Look for the word "produce" in the entries below, then copy every line that has it.

BEGIN Given information

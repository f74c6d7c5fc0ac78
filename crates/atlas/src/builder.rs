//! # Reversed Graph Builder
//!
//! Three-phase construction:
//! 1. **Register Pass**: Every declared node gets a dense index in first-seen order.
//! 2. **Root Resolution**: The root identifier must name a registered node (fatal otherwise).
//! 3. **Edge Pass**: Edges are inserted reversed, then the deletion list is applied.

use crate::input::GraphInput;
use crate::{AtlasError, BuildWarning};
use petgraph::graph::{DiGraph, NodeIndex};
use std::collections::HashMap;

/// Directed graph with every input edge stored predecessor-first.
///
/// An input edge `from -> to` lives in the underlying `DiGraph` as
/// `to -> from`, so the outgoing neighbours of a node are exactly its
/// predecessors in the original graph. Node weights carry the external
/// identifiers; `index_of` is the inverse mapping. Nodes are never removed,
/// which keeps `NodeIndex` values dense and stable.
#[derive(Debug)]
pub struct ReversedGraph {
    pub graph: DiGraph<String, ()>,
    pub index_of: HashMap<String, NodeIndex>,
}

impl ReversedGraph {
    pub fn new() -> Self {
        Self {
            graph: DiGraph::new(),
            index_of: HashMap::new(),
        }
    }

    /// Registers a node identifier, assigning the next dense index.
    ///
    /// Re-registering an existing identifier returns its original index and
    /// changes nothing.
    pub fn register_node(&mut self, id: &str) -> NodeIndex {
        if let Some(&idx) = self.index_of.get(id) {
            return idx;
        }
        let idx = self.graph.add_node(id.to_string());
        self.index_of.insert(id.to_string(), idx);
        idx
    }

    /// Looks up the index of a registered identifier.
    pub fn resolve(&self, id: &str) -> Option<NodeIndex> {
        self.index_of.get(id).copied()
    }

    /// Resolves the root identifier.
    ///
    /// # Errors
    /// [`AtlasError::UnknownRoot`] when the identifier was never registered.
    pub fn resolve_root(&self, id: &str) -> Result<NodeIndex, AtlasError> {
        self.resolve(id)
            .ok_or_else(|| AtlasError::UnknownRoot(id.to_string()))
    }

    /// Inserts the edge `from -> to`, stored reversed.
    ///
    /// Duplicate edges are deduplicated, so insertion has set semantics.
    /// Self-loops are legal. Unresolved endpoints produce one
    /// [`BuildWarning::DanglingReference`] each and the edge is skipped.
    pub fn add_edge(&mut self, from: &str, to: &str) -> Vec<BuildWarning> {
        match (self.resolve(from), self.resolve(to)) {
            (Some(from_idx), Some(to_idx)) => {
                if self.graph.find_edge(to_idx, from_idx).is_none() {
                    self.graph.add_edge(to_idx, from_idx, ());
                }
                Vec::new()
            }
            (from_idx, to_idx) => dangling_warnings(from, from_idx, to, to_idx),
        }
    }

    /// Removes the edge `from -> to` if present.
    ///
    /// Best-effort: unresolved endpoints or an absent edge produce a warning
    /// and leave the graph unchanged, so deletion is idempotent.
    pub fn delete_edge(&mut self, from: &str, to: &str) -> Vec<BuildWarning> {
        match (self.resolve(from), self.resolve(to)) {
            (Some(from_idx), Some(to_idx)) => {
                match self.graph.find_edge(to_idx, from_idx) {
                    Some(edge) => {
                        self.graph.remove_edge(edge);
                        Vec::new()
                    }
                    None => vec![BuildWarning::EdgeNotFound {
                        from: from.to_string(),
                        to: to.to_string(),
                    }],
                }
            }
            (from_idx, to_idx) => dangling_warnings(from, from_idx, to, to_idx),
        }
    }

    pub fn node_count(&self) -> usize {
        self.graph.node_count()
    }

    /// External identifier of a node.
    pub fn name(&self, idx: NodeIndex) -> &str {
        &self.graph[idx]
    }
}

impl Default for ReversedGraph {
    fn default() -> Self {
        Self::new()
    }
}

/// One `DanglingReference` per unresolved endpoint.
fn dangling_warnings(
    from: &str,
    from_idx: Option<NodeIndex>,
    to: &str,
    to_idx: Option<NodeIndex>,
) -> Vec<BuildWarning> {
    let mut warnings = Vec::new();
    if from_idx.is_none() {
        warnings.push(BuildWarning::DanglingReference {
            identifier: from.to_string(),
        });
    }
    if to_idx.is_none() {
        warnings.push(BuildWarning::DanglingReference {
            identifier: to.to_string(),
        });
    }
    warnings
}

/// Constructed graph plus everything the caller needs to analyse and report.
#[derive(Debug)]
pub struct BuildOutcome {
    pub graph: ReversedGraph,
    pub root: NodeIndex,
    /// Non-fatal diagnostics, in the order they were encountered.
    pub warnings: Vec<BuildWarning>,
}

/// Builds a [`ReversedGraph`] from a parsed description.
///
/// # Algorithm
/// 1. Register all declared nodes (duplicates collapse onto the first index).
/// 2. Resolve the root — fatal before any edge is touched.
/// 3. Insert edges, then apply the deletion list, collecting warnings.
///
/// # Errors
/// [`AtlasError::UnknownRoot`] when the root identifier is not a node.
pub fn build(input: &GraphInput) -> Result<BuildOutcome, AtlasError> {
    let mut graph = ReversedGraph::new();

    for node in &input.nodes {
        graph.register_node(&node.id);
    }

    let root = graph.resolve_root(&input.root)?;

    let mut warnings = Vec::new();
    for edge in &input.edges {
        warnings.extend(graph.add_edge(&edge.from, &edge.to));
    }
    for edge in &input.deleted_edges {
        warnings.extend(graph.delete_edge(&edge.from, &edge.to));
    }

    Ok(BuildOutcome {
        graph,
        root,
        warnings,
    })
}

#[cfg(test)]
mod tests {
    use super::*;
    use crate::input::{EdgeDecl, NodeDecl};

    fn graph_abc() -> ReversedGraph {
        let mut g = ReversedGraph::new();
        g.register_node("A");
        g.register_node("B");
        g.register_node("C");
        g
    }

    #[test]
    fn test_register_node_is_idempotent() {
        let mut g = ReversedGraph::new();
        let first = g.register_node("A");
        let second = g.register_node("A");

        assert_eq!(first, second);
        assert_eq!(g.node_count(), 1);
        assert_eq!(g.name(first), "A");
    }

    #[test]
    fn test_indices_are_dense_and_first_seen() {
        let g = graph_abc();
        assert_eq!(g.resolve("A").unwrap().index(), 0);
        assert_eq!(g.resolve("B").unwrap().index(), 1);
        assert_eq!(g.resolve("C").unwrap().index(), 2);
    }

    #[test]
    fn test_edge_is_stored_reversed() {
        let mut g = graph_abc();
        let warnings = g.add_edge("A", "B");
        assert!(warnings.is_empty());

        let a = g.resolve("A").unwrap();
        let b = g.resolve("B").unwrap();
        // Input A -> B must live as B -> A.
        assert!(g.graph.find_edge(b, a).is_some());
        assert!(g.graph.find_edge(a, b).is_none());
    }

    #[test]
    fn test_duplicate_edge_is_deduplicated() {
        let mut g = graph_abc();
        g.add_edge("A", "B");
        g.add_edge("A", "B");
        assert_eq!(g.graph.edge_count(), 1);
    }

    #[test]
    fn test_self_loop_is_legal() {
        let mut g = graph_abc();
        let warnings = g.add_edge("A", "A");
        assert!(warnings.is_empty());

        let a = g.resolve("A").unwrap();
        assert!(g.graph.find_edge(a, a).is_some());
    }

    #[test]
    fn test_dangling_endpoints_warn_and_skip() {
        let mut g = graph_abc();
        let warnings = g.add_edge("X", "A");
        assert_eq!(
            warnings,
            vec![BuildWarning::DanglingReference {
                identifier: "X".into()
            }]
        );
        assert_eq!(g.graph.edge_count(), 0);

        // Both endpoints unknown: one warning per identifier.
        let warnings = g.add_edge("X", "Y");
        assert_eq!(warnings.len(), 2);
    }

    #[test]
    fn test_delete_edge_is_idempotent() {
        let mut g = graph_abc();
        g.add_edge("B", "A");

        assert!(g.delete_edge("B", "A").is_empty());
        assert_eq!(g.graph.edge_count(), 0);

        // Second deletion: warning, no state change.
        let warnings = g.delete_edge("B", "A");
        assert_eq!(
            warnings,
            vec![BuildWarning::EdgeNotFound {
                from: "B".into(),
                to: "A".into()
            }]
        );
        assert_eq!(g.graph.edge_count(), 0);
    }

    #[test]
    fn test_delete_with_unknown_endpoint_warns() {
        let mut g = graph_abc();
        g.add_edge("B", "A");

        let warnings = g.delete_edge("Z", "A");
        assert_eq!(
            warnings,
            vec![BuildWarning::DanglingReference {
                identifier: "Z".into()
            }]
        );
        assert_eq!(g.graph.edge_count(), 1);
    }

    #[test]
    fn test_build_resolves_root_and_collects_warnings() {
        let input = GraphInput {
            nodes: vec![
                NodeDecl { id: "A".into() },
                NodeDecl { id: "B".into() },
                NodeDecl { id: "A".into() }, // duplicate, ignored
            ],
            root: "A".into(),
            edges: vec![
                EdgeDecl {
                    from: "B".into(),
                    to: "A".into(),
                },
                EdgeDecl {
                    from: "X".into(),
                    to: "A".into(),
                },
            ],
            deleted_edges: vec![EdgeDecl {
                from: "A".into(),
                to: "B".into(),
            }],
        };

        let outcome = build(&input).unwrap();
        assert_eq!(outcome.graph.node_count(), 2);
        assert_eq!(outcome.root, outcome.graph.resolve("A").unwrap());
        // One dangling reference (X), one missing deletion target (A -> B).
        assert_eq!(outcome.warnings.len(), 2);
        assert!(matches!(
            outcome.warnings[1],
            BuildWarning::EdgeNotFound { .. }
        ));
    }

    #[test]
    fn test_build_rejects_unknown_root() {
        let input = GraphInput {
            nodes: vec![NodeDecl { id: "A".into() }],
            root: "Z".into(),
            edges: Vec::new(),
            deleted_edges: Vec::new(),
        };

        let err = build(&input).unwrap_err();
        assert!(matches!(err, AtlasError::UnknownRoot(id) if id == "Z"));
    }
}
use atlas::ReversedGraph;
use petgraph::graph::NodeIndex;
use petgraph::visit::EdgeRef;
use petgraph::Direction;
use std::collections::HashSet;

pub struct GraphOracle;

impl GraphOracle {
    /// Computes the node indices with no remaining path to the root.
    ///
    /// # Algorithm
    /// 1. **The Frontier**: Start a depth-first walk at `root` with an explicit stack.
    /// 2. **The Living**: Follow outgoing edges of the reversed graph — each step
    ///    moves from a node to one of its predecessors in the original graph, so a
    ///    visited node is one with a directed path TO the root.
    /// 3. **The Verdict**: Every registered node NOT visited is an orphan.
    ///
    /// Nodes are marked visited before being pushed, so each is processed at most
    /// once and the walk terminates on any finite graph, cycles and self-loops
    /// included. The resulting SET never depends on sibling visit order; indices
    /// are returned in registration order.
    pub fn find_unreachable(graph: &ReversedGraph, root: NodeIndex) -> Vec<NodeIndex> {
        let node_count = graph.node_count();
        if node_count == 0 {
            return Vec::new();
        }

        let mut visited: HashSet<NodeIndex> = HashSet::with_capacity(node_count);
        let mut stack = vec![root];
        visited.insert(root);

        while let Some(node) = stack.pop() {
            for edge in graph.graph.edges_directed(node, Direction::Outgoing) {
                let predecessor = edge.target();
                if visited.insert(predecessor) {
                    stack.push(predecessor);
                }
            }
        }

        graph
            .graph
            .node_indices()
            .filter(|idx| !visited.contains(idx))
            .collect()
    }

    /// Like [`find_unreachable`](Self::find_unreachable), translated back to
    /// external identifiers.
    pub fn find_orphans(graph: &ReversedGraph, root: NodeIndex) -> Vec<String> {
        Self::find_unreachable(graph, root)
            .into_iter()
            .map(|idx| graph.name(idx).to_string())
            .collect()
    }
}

END Given information

Exercise result —
    /// Self-loops are legal. Unresolved endpoints produce one
    /// Best-effort: unresolved endpoints or an absent edge produce a warning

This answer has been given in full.